Comb through the entries for "KernelConfig" and pull out each line that holds it.

Top of EXCERPTED RECORDS

//! Fluent builder for constructing an [`Environment`] from a [`KernelConfig`].

use tracing::error;

use ms_behavior::{Agent, GlobalAgentRef, LocalAgentRef};
use ms_core::{KernelConfig, SimRng};
use ms_schedule::Scheduler;
use ms_spatial::SpaceRef;

use crate::{Environment, SimError, SimResult};

/// Fluent builder for [`Environment`].
///
/// # What `build` does
///
/// 1. Validates the [`KernelConfig`].
/// 2. Applies the config's agent settings (`max_jump_chain`,
///    `failure_policy`) to every agent and builds it; an unresolved jump
///    target aborts with [`SimError::Behavior`].
/// 3. Registers spaces first, then agents, so every local agent is attached
///    to every space given here.
/// 4. Sets the environment's final time from the config.
///
/// # Example
///
/// ```rust,ignore
/// let config = KernelConfig::with_final_time(100.0);
/// let mut env = EnvironmentBuilder::new("world", config)
///     .space(space)
///     .local_agent(agent)
///     .scheduler(scheduler)
///     .build()?;
/// env.execute();
/// ```
pub struct EnvironmentBuilder {
    name:          String,
    config:        KernelConfig,
    spaces:        Vec<SpaceRef>,
    local_agents:  Vec<LocalAgentRef>,
    global_agents: Vec<GlobalAgentRef>,
    schedulers:    Vec<Scheduler>,
    environments:  Vec<Environment>,
}

impl EnvironmentBuilder {
    pub fn new(name: impl Into<String>, config: KernelConfig) -> Self {
        Self {
            name: name.into(),
            config,
            spaces:        Vec::new(),
            local_agents:  Vec::new(),
            global_agents: Vec::new(),
            schedulers:    Vec::new(),
            environments:  Vec::new(),
        }
    }

    pub fn config(&self) -> &KernelConfig {
        &self.config
    }

    /// A model-setup RNG seeded from the config.
    pub fn rng(&self) -> SimRng {
        SimRng::new(self.config.seed)
    }

    pub fn space(mut self, space: SpaceRef) -> Self {
        self.spaces.push(space);
        self
    }

    pub fn local_agent(mut self, agent: LocalAgentRef) -> Self {
        self.local_agents.push(agent);
        self
    }

    pub fn global_agent(mut self, agent: GlobalAgentRef) -> Self {
        self.global_agents.push(agent);
        self
    }

    pub fn scheduler(mut self, scheduler: Scheduler) -> Self {
        self.schedulers.push(scheduler);
        self
    }

    pub fn environment(mut self, environment: Environment) -> Self {
        self.environments.push(environment);
        self
    }

    /// Validate, configure and build the agents, and return a ready-to-run
    /// [`Environment`].
    pub fn build(self) -> SimResult<Environment> {
        self.config.validate()?;

        for agent in &self.local_agents {
            let mut a = agent.try_borrow_mut().map_err(|_| SimError::AgentBorrowed)?;
            prepare(&mut *a, &self.config)?;
        }
        for agent in &self.global_agents {
            let mut a = agent.try_borrow_mut().map_err(|_| SimError::AgentBorrowed)?;
            prepare(&mut *a, &self.config)?;
        }

        let mut env = Environment::new(self.name);
        env.config(self.config.final_time)?;
        for space in self.spaces {
            env.add_space(space)?;
        }
        for agent in self.local_agents {
            env.add_local_agent(agent)?;
        }
        for agent in self.global_agents {
            env.add_global_agent(agent)?;
        }
        for scheduler in self.schedulers {
            env.add_scheduler(scheduler);
        }
        for environment in self.environments {
            env.add_environment(environment);
        }
        Ok(env)
    }
}

fn prepare<A: Agent + ?Sized>(agent: &mut A, config: &KernelConfig) -> SimResult<()> {
    agent.configure(config);
    agent.try_build().map_err(|e| {
        error!(agent = %agent.id(), error = %e, "agent build failed");
        SimError::from(e)
    })
}
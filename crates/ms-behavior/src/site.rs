//! What a rule sees when it runs: the agent it belongs to and, for agents
//! acting over space, the cell it is acting on.

use ms_core::{AgentId, CellId, ModeId};
use ms_spatial::{
    Cell, CellIndex, CellState, CellularSpace, Neighbor, StructuralChange, Value,
};

use crate::{RuleError, RuleResult};

// ── AgentView ─────────────────────────────────────────────────────────────────

#[derive(Copy, Clone, Debug, PartialEq, Eq)]
pub enum AgentKind {
    Global,
    Local,
}

/// Read-only snapshot of the agent running a rule.
#[derive(Copy, Clone, Debug, PartialEq)]
pub struct AgentView {
    pub id:   AgentId,
    pub kind: AgentKind,
    /// The control mode being executed.
    pub mode: ModeId,
    /// Simulated time of the agent's last mode change.  Only global agents
    /// track this; local agents keep a per-cell latency instead.
    pub last_change: Option<f64>,
}

// ── Site ──────────────────────────────────────────────────────────────────────

/// A cell together with mutable access to the space that owns it.
///
/// Rules get a `Site` when their agent acts over an action region.  The whole
/// space is reachable so that a rule can read neighbors, update space-wide
/// attributes, and queue structural changes.  Cells must not be added or
/// removed directly during a pass; use [`Site::defer`].
pub struct Site<'a> {
    space: &'a mut CellularSpace,
    index: CellIndex,
    cell:  CellId,
}

impl<'a> Site<'a> {
    /// Returns `None` if `cell` is not (or no longer) part of `space`.
    pub fn new(space: &'a mut CellularSpace, cell: CellId) -> Option<Self> {
        let index = space.cell(cell)?.index();
        Some(Self { space, index, cell })
    }

    #[inline]
    pub fn index(&self) -> CellIndex {
        self.index
    }

    #[inline]
    pub fn cell_id(&self) -> CellId {
        self.cell
    }

    pub fn cell(&self) -> Option<&Cell> {
        self.space.cell(self.cell)
    }

    pub fn cell_mut(&mut self) -> Option<&mut Cell> {
        self.space.cell_mut(self.cell)
    }

    pub fn space(&self) -> &CellularSpace {
        &*self.space
    }

    pub fn space_mut(&mut self) -> &mut CellularSpace {
        &mut *self.space
    }

    // ── Attributes ────────────────────────────────────────────────────────

    /// Current value of attribute `name`.
    pub fn get(&self, name: &str) -> Option<&Value> {
        self.cell()?.get(name)
    }

    /// Current numeric attribute, or `MissingAttribute`.
    pub fn number(&self, name: &str) -> RuleResult<f64> {
        self.get(name)
            .and_then(Value::as_number)
            .ok_or_else(|| RuleError::MissingAttribute(name.to_owned()))
    }

    /// Current boolean attribute, or `MissingAttribute`.
    pub fn flag(&self, name: &str) -> RuleResult<bool> {
        self.get(name)
            .and_then(Value::as_bool)
            .ok_or_else(|| RuleError::MissingAttribute(name.to_owned()))
    }

    /// The cell's last synchronized snapshot, or its current state if it was
    /// never synchronized.
    pub fn past_state(&self) -> Option<&CellState> {
        self.cell().map(Cell::past_or_current)
    }

    pub fn set(&mut self, name: impl Into<String>, value: impl Into<Value>) -> RuleResult<Option<Value>> {
        let id = self.cell;
        let cell = self.cell_mut().ok_or(RuleError::CellGone(id))?;
        Ok(cell.set(name, value))
    }

    // ── Neighbors ─────────────────────────────────────────────────────────

    /// Links of neighborhood `name`, in position order.  Empty if the cell
    /// has no such neighborhood.
    pub fn neighbors(&self, name: &str) -> Vec<Neighbor> {
        self.cell()
            .and_then(|c| c.neighborhood(name))
            .map(|n| n.iter().map(|(_, nb)| *nb).collect())
            .unwrap_or_default()
    }

    /// Number of live neighbors in `name` whose synchronized state satisfies
    /// `pred`.
    pub fn count_neighbors<F>(&self, name: &str, mut pred: F) -> usize
    where
        F: FnMut(&CellState) -> bool,
    {
        let Some(hood) = self.cell().and_then(|c| c.neighborhood(name)) else {
            return 0;
        };
        hood.cells()
            .filter_map(|id| self.space.cell(id))
            .filter(|c| pred(c.past_or_current()))
            .count()
    }

    /// Queue a structural change for the space's next `update()`.
    pub fn defer(&mut self, change: StructuralChange) {
        self.space.defer(change);
    }
}
//! The `Message` capability: an executable unit scheduled against an event.

use ms_core::Event;

/// Something a [`Scheduler`](crate::Scheduler) runs when its event fires.
///
/// Return `true` to be rescheduled one period later, `false` to be dropped.
/// The scheduler looks only at the returned flag; whatever the message does
/// internally (including failing) is its own business.
///
/// Any `FnMut(&Event) -> bool` closure is a message:
///
/// ```
/// use ms_core::Event;
/// use ms_schedule::Scheduler;
///
/// let mut sched = Scheduler::new();
/// sched.add(Event::at(0.0), |_: &Event| false).unwrap();
/// sched.execute();
/// assert!(sched.is_empty());
/// ```
pub trait Message {
    fn execute(&mut self, event: &Event) -> bool;
}

impl<F> Message for F
where
    F: FnMut(&Event) -> bool,
{
    fn execute(&mut self, event: &Event) -> bool {
        self(event)
    }
}
//! Integer cell positions.

use std::fmt;

/// The `(x, y)` position of a cell in its space.
///
/// Ordered by `x` then `y`, which fixes the iteration order of every
/// [`Region`](crate::Region) and [`Neighborhood`](crate::Neighborhood).
#[derive(Copy, Clone, PartialEq, Eq, Hash, PartialOrd, Ord, Debug, Default)]
#[cfg_attr(feature = "serde", derive(serde::Serialize, serde::Deserialize))]
pub struct CellIndex {
    pub x: i32,
    pub y: i32,
}

impl CellIndex {
    #[inline]
    pub const fn new(x: i32, y: i32) -> Self {
        Self { x, y }
    }

    /// The index displaced by `(dx, dy)`, or `None` if either coordinate
    /// would leave the `i32` range.
    #[inline]
    pub fn checked_offset(self, dx: i32, dy: i32) -> Option<Self> {
        Some(Self::new(self.x.checked_add(dx)?, self.y.checked_add(dy)?))
    }

    /// Planar coordinates used by the nearest-cell index.
    #[inline]
    pub(crate) fn point(self) -> [f64; 2] {
        [self.x as f64, self.y as f64]
    }
}

impl From<(i32, i32)> for CellIndex {
    fn from((x, y): (i32, i32)) -> Self {
        Self::new(x, y)
    }
}

impl fmt::Display for CellIndex {
    fn fmt(&self, f: &mut fmt::Formatter<'_>) -> fmt::Result {
        write!(f, "({}, {})", self.x, self.y)
    }
}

Bottom of EXCERPTED RECORDS

:: EXERCISE RESULT ::
//! Fluent builder for constructing an [`Environment`] from a [`KernelConfig`].
use ms_core::{KernelConfig, SimRng};
/// 1. Validates the [`KernelConfig`].
/// let config = KernelConfig::with_final_time(100.0);
    config:        KernelConfig,
    pub fn new(name: impl Into<String>, config: KernelConfig) -> Self {
    pub fn config(&self) -> &KernelConfig {
fn prepare<A: Agent + ?Sized>(agent: &mut A, config: &KernelConfig) -> SimResult<()> {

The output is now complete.